1500 Calorie Diet for Men

1500 Calorie Diet for Men

Getting the Right Mix at 1500 Calories

1500 calorie diet for men can meet all the nutritional needs of a dieter during the duration of a diet. It does need to distribute between fats carbohydrates and proteins and it does have to include all the nutrition that you’ll need. This diet can be tailored to match the activities you’ll be including in your overall weight loss plan. An active schedule will aid you in your quest to lose weight. Remember that if you are already in shape trying to stay close to your ideal weight ,and you engage in an unusually high amount of activity, you could end up using at much as two or three thousand calories over your calorie intake. Not enough body fat to burn in this situation could end up with your body getting energy from muscle tissue.

Let your taste and enjoyment dictate what choices you pick for your breakfast, lunch and dinner selections. You want your food selections to encourage staying on your calorie restricted regimen. Eat nutritional vegetables, complex carbohydrates, and omega-3 oils. Daily vitamin C and potassium intake are highly recommended.

The 1500 Calorie Diet for Men

Here is one tasty option:

Breakfast- Rosti potatoes with Ham and Cheese 317 calories. This is traditionally swimming in butter but baking and patting the top reduces the fat and calories drastically.

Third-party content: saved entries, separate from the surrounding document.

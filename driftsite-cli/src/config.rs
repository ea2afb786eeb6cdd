//! Site Configuration
//!
//! Every site directory carries a `driftsite.json` naming the relays and
//! blob servers to publish to, the gateway host, optional profile fields,
//! and the auth source (a local secret key or a remote-signer credential).

use std::path::{Path, PathBuf};

use anyhow::{bail, Context, Result};
use serde::{Deserialize, Serialize};

use driftsite_core::Profile;

/// Name of the config file in the site root.
pub const CONFIG_FILE: &str = "driftsite.json";

/// Environment variable overriding the local secret key.
pub const KEY_ENV: &str = "DRIFTSITE_KEY";

/// Environment variable overriding the remote-signer credential.
pub const SIGNER_ENV: &str = "DRIFTSITE_SIGNER";

fn default_gateway_host() -> String {
    "driftsite.page".to_string()
}

/// Per-site configuration.
#[derive(Debug, Clone, Serialize, Deserialize)]
pub struct SiteConfig {
    /// Relays announcements are broadcast to.
    pub relays: Vec<String>,
    /// Blob servers the site is replicated onto.
    pub servers: Vec<String>,
    /// Host suffix for the printed gateway URL.
    #[serde(default = "default_gateway_host")]
    pub gateway_host: String,
    /// Local secret key (`nsec` or hex). Prefer `DRIFTSITE_KEY`.
    #[serde(default, skip_serializing_if = "Option::is_none")]
    pub private_key: Option<String>,
    /// Remote-signer credential (`ncred` blob).
    #[serde(default, skip_serializing_if = "Option::is_none")]
    pub signer_credential: Option<String>,
    /// Optional profile published with `--publish-profile`.
    #[serde(default, skip_serializing_if = "Option::is_none")]
    pub profile: Option<Profile>,
}

impl SiteConfig {
    pub fn path(root: &Path) -> PathBuf {
        root.join(CONFIG_FILE)
    }

    /// Loads the config; a missing file is a hard error with a hint.
    pub fn load(root: &Path) -> Result<Self> {
        let path = Self::path(root);
        if !path.exists() {
            bail!(
                "no configuration found at {}; run `driftsite init` first",
                path.display()
            );
        }
        let text = std::fs::read_to_string(&path)
            .with_context(|| format!("reading {}", path.display()))?;
        let config: SiteConfig = serde_json::from_str(&text)
            .with_context(|| format!("parsing {}", path.display()))?;
        Ok(config)
    }

    pub fn save(&self, root: &Path) -> Result<()> {
        let path = Self::path(root);
        let text = serde_json::to_string_pretty(self).context("serializing configuration")?;
        std::fs::write(&path, text).with_context(|| format!("writing {}", path.display()))?;
        Ok(())
    }

    /// The local key, environment first.
    pub fn resolved_key(&self) -> Option<String> {
        std::env::var(KEY_ENV).ok().or_else(|| self.private_key.clone())
    }

    /// The signer credential, environment first.
    pub fn resolved_signer_credential(&self) -> Option<String> {
        std::env::var(SIGNER_ENV)
            .ok()
            .or_else(|| self.signer_credential.clone())
    }
}
//! Driftsite CLI
//!
//! Command-line deployer for decentralized static sites: replicates a
//! directory onto content-addressed blob servers and announces every file
//! over a relay mesh.

mod commands;
mod config;

use std::io;
use std::path::PathBuf;

use anyhow::Result;
use clap::{CommandFactory, Parser, Subcommand};
use clap_complete::{generate, Shell};

#[derive(Parser)]
#[command(name = "driftsite")]
#[command(version, about = "Decentralized static-site deployer")]
struct Cli {
    #[command(subcommand)]
    command: Commands,

    /// Show full error groups and extra detail
    #[arg(long, global = true)]
    verbose: bool,
}

#[derive(Subcommand)]
enum Commands {
    /// Create a keypair and driftsite.json in a site directory
    Init {
        /// Site directory
        #[arg(default_value = ".")]
        dir: PathBuf,

        /// Use an existing secret key (nsec or hex) instead of generating
        #[arg(long)]
        key: Option<String>,

        /// Relay URL (repeatable)
        #[arg(long = "relay")]
        relays: Vec<String>,

        /// Blob server URL (repeatable)
        #[arg(long = "server")]
        servers: Vec<String>,

        /// Gateway host suffix for the printed site URL
        #[arg(long)]
        gateway_host: Option<String>,
    },

    /// Publish the site: upload changed files and announce them
    Publish {
        /// Site directory
        #[arg(default_value = ".")]
        dir: PathBuf,

        /// Re-upload and re-announce everything
        #[arg(long)]
        force: bool,

        /// Delete remote files that no longer exist locally
        #[arg(long)]
        purge: bool,

        /// Maximum blobs uploaded in parallel
        #[arg(long, default_value_t = 4)]
        concurrency: usize,

        /// Also publish the relay list (kind 10002)
        #[arg(long)]
        publish_relay_list: bool,

        /// Also publish the server list (kind 10063)
        #[arg(long)]
        publish_server_list: bool,

        /// Also publish the profile from driftsite.json (kind 0)
        #[arg(long)]
        publish_profile: bool,
    },

    /// List the files currently announced on the relays
    Ls {
        /// Site directory
        #[arg(default_value = ".")]
        dir: PathBuf,
    },

    /// Generate shell completions
    Completions {
        /// Shell type
        #[arg(value_enum)]
        shell: Shell,
    },
}

#[tokio::main]
async fn main() -> Result<()> {
    tracing_subscriber::fmt()
        .with_env_filter(tracing_subscriber::EnvFilter::from_default_env())
        .with_writer(io::stderr)
        .init();

    let cli = Cli::parse();
    match cli.command {
        Commands::Init {
            dir,
            key,
            relays,
            servers,
            gateway_host,
        } => {
            commands::init::run(&dir, key, relays, servers, gateway_host)?;
        }
        Commands::Publish {
            dir,
            force,
            purge,
            concurrency,
            publish_relay_list,
            publish_server_list,
            publish_profile,
        } => {
            commands::publish::run(
                &dir,
                force,
                purge,
                concurrency,
                publish_relay_list,
                publish_server_list,
                publish_profile,
                cli.verbose,
            )
            .await?;
        }
        Commands::Ls { dir } => {
            commands::ls::run(&dir, cli.verbose).await?;
        }
        Commands::Completions { shell } => {
            let mut cmd = Cli::command();
            generate(shell, &mut cmd, "driftsite", &mut io::stdout());
        }
    }
    Ok(())
}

Lunch- Garden Pasta Salad with baked (skinned) Chicken breast. 345 calories. The vegetables give healthy dish the variety in color. Italian spice and olives oil give a great seasoning. Season the chicken lightly with sage.

Dinner- Santa Fe Turkey cheese burgers with steamed broccoli topped with bacon and cheddar.425 calories. Liberally pour fresh salsa over the burger inside and out, and serve it with a fork.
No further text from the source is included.